PROBLEM DETAILS »
Return the full listing, character for character.

AVAILABLE RECORDS »
++++
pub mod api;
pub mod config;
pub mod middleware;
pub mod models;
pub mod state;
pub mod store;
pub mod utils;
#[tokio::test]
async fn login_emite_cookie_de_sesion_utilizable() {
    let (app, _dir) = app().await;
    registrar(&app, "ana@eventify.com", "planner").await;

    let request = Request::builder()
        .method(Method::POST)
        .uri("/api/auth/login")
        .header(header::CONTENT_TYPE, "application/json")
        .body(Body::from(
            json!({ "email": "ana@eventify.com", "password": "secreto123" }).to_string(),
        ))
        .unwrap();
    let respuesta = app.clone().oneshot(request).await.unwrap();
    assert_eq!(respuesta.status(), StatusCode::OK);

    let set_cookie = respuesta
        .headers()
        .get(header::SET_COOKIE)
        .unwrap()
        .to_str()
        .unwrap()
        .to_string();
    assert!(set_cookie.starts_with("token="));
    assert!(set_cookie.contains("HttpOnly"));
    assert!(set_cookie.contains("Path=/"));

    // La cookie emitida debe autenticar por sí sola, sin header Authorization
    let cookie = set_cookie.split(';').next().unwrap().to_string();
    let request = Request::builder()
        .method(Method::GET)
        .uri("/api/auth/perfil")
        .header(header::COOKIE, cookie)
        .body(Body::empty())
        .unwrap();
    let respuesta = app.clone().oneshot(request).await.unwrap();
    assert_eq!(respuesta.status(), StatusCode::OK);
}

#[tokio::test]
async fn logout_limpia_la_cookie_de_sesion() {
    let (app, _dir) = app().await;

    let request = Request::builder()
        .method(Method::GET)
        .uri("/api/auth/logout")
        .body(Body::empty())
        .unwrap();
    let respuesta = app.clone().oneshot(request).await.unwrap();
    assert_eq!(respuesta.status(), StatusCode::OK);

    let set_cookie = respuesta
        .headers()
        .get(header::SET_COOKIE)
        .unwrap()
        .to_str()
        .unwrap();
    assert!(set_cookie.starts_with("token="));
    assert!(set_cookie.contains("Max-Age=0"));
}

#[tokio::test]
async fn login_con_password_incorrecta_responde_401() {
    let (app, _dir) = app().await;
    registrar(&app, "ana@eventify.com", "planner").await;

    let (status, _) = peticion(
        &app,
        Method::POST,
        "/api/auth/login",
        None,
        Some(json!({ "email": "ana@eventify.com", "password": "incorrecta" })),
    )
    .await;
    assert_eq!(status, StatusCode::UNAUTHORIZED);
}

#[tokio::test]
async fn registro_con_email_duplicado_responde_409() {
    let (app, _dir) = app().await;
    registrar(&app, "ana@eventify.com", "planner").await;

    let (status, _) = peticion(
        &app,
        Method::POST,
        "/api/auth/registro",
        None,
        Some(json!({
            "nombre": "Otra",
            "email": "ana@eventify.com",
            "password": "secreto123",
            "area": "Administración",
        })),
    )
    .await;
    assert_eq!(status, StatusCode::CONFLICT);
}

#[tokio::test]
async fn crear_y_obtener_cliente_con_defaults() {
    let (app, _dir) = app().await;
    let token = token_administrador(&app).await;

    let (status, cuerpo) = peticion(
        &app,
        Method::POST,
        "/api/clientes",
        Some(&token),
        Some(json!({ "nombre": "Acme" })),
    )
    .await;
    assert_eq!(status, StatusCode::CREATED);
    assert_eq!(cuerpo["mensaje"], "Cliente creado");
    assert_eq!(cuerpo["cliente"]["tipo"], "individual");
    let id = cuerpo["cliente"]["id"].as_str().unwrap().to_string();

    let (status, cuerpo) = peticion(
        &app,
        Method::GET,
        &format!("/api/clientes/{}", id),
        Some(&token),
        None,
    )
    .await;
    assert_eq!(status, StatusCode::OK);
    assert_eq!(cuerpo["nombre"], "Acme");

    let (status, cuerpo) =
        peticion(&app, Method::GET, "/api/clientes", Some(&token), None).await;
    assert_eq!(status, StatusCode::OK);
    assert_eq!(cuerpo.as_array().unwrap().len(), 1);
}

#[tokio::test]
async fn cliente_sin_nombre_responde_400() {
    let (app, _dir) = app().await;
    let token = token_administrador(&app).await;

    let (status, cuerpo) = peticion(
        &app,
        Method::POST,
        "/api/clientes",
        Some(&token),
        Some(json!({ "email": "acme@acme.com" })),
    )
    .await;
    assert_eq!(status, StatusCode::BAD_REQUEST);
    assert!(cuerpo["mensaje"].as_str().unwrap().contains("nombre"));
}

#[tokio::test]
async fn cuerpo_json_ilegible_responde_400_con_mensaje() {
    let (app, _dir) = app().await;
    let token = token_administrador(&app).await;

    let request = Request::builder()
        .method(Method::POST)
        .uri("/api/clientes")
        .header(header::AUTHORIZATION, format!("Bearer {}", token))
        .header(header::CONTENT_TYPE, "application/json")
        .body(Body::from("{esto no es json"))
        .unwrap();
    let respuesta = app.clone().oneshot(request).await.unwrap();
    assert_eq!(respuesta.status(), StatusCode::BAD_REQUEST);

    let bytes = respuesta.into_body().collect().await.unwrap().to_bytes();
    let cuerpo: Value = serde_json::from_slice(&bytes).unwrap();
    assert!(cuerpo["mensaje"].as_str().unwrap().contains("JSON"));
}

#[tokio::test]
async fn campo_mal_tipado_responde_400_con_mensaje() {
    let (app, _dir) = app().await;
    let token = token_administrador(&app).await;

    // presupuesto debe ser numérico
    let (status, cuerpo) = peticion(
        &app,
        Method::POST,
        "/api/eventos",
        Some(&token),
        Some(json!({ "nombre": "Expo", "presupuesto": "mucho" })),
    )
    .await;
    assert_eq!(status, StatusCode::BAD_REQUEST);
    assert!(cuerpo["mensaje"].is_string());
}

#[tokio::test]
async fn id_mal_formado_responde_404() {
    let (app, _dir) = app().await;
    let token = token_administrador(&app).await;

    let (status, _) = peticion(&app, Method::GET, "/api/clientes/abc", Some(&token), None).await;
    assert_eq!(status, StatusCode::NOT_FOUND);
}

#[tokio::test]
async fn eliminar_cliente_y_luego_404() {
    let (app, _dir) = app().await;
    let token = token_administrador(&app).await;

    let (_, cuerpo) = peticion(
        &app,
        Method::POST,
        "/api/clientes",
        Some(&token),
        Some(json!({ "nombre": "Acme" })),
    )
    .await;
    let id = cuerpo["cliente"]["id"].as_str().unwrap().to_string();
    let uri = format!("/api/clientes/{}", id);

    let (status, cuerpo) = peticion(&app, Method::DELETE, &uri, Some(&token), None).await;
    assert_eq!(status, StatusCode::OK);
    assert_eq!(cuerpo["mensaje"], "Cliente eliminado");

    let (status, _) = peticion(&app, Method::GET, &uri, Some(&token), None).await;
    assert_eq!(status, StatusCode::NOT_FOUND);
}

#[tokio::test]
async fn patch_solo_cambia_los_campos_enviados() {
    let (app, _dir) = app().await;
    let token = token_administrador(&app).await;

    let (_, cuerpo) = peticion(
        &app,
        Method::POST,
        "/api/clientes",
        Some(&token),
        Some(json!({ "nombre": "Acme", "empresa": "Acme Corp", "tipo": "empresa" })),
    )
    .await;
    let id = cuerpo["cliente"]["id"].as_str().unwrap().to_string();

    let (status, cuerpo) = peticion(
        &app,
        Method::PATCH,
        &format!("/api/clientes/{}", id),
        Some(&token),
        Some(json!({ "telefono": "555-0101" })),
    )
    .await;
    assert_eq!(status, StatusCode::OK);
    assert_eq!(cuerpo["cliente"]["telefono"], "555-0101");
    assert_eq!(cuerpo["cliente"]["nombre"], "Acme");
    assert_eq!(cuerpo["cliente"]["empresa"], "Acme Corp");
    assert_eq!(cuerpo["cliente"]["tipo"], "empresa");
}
++++
SOLVED PROBLEM »
pub mod api;
pub mod config;
pub mod middleware;
pub mod models;
pub mod state;
pub mod store;
pub mod utils;
#[tokio::test]
async fn login_emite_cookie_de_sesion_utilizable() {
    let (app, _dir) = app().await;
    registrar(&app, "ana@eventify.com", "planner").await;

    let request = Request::builder()
        .method(Method::POST)
        .uri("/api/auth/login")
        .header(header::CONTENT_TYPE, "application/json")
        .body(Body::from(
            json!({ "email": "ana@eventify.com", "password": "secreto123" }).to_string(),
        ))
        .unwrap();
    let respuesta = app.clone().oneshot(request).await.unwrap();
    assert_eq!(respuesta.status(), StatusCode::OK);

    let set_cookie = respuesta
        .headers()
        .get(header::SET_COOKIE)
        .unwrap()
        .to_str()
        .unwrap()
        .to_string();
    assert!(set_cookie.starts_with("token="));
    assert!(set_cookie.contains("HttpOnly"));
    assert!(set_cookie.contains("Path=/"));

    // La cookie emitida debe autenticar por sí sola, sin header Authorization
    let cookie = set_cookie.split(';').next().unwrap().to_string();
    let request = Request::builder()
        .method(Method::GET)
        .uri("/api/auth/perfil")
        .header(header::COOKIE, cookie)
        .body(Body::empty())
        .unwrap();
    let respuesta = app.clone().oneshot(request).await.unwrap();
    assert_eq!(respuesta.status(), StatusCode::OK);
}

#[tokio::test]
async fn logout_limpia_la_cookie_de_sesion() {
    let (app, _dir) = app().await;

    let request = Request::builder()
        .method(Method::GET)
        .uri("/api/auth/logout")
        .body(Body::empty())
        .unwrap();
    let respuesta = app.clone().oneshot(request).await.unwrap();
    assert_eq!(respuesta.status(), StatusCode::OK);

    let set_cookie = respuesta
        .headers()
        .get(header::SET_COOKIE)
        .unwrap()
        .to_str()
        .unwrap();
    assert!(set_cookie.starts_with("token="));
    assert!(set_cookie.contains("Max-Age=0"));
}

#[tokio::test]
async fn login_con_password_incorrecta_responde_401() {
    let (app, _dir) = app().await;
    registrar(&app, "ana@eventify.com", "planner").await;

    let (status, _) = peticion(
        &app,
        Method::POST,
        "/api/auth/login",
        None,
        Some(json!({ "email": "ana@eventify.com", "password": "incorrecta" })),
    )
    .await;
    assert_eq!(status, StatusCode::UNAUTHORIZED);
}

#[tokio::test]
async fn registro_con_email_duplicado_responde_409() {
    let (app, _dir) = app().await;
    registrar(&app, "ana@eventify.com", "planner").await;

    let (status, _) = peticion(
        &app,
        Method::POST,
        "/api/auth/registro",
        None,
        Some(json!({
            "nombre": "Otra",
            "email": "ana@eventify.com",
            "password": "secreto123",
            "area": "Administración",
        })),
    )
    .await;
    assert_eq!(status, StatusCode::CONFLICT);
}

#[tokio::test]
async fn crear_y_obtener_cliente_con_defaults() {
    let (app, _dir) = app().await;
    let token = token_administrador(&app).await;

    let (status, cuerpo) = peticion(
        &app,
        Method::POST,
        "/api/clientes",
        Some(&token),
        Some(json!({ "nombre": "Acme" })),
    )
    .await;
    assert_eq!(status, StatusCode::CREATED);
    assert_eq!(cuerpo["mensaje"], "Cliente creado");
    assert_eq!(cuerpo["cliente"]["tipo"], "individual");
    let id = cuerpo["cliente"]["id"].as_str().unwrap().to_string();

    let (status, cuerpo) = peticion(
        &app,
        Method::GET,
        &format!("/api/clientes/{}", id),
        Some(&token),
        None,
    )
    .await;
    assert_eq!(status, StatusCode::OK);
    assert_eq!(cuerpo["nombre"], "Acme");

    let (status, cuerpo) =
        peticion(&app, Method::GET, "/api/clientes", Some(&token), None).await;
    assert_eq!(status, StatusCode::OK);
    assert_eq!(cuerpo.as_array().unwrap().len(), 1);
}

#[tokio::test]
async fn cliente_sin_nombre_responde_400() {
    let (app, _dir) = app().await;
    let token = token_administrador(&app).await;

    let (status, cuerpo) = peticion(
        &app,
        Method::POST,
        "/api/clientes",
        Some(&token),
        Some(json!({ "email": "acme@acme.com" })),
    )
    .await;
    assert_eq!(status, StatusCode::BAD_REQUEST);
    assert!(cuerpo["mensaje"].as_str().unwrap().contains("nombre"));
}

#[tokio::test]
async fn cuerpo_json_ilegible_responde_400_con_mensaje() {
    let (app, _dir) = app().await;
    let token = token_administrador(&app).await;

    let request = Request::builder()
        .method(Method::POST)
        .uri("/api/clientes")
        .header(header::AUTHORIZATION, format!("Bearer {}", token))
        .header(header::CONTENT_TYPE, "application/json")
        .body(Body::from("{esto no es json"))
        .unwrap();
    let respuesta = app.clone().oneshot(request).await.unwrap();
    assert_eq!(respuesta.status(), StatusCode::BAD_REQUEST);

    let bytes = respuesta.into_body().collect().await.unwrap().to_bytes();
    let cuerpo: Value = serde_json::from_slice(&bytes).unwrap();
    assert!(cuerpo["mensaje"].as_str().unwrap().contains("JSON"));
}

#[tokio::test]
async fn campo_mal_tipado_responde_400_con_mensaje() {
    let (app, _dir) = app().await;
    let token = token_administrador(&app).await;

    // presupuesto debe ser numérico
    let (status, cuerpo) = peticion(
        &app,
        Method::POST,
        "/api/eventos",
        Some(&token),
        Some(json!({ "nombre": "Expo", "presupuesto": "mucho" })),
    )
    .await;
    assert_eq!(status, StatusCode::BAD_REQUEST);
    assert!(cuerpo["mensaje"].is_string());
}

#[tokio::test]
async fn id_mal_formado_responde_404() {
    let (app, _dir) = app().await;
    let token = token_administrador(&app).await;

    let (status, _) = peticion(&app, Method::GET, "/api/clientes/abc", Some(&token), None).await;
    assert_eq!(status, StatusCode::NOT_FOUND);
}

#[tokio::test]
async fn eliminar_cliente_y_luego_404() {
    let (app, _dir) = app().await;
    let token = token_administrador(&app).await;

    let (_, cuerpo) = peticion(
        &app,
        Method::POST,
        "/api/clientes",
        Some(&token),
        Some(json!({ "nombre": "Acme" })),
    )
    .await;
    let id = cuerpo["cliente"]["id"].as_str().unwrap().to_string();
    let uri = format!("/api/clientes/{}", id);

    let (status, cuerpo) = peticion(&app, Method::DELETE, &uri, Some(&token), None).await;
    assert_eq!(status, StatusCode::OK);
    assert_eq!(cuerpo["mensaje"], "Cliente eliminado");

    let (status, _) = peticion(&app, Method::GET, &uri, Some(&token), None).await;
    assert_eq!(status, StatusCode::NOT_FOUND);
}

#[tokio::test]
async fn patch_solo_cambia_los_campos_enviados() {
    let (app, _dir) = app().await;
    let token = token_administrador(&app).await;

    let (_, cuerpo) = peticion(
        &app,
        Method::POST,
        "/api/clientes",
        Some(&token),
        Some(json!({ "nombre": "Acme", "empresa": "Acme Corp", "tipo": "empresa" })),
    )
    .await;
    let id = cuerpo["cliente"]["id"].as_str().unwrap().to_string();

    let (status, cuerpo) = peticion(
        &app,
        Method::PATCH,
        &format!("/api/clientes/{}", id),
        Some(&token),
        Some(json!({ "telefono": "555-0101" })),
    )
    .await;
    assert_eq!(status, StatusCode::OK);
    assert_eq!(cuerpo["cliente"]["telefono"], "555-0101");
    assert_eq!(cuerpo["cliente"]["nombre"], "Acme");
    assert_eq!(cuerpo["cliente"]["empresa"], "Acme Corp");
    assert_eq!(cuerpo["cliente"]["tipo"], "empresa");
}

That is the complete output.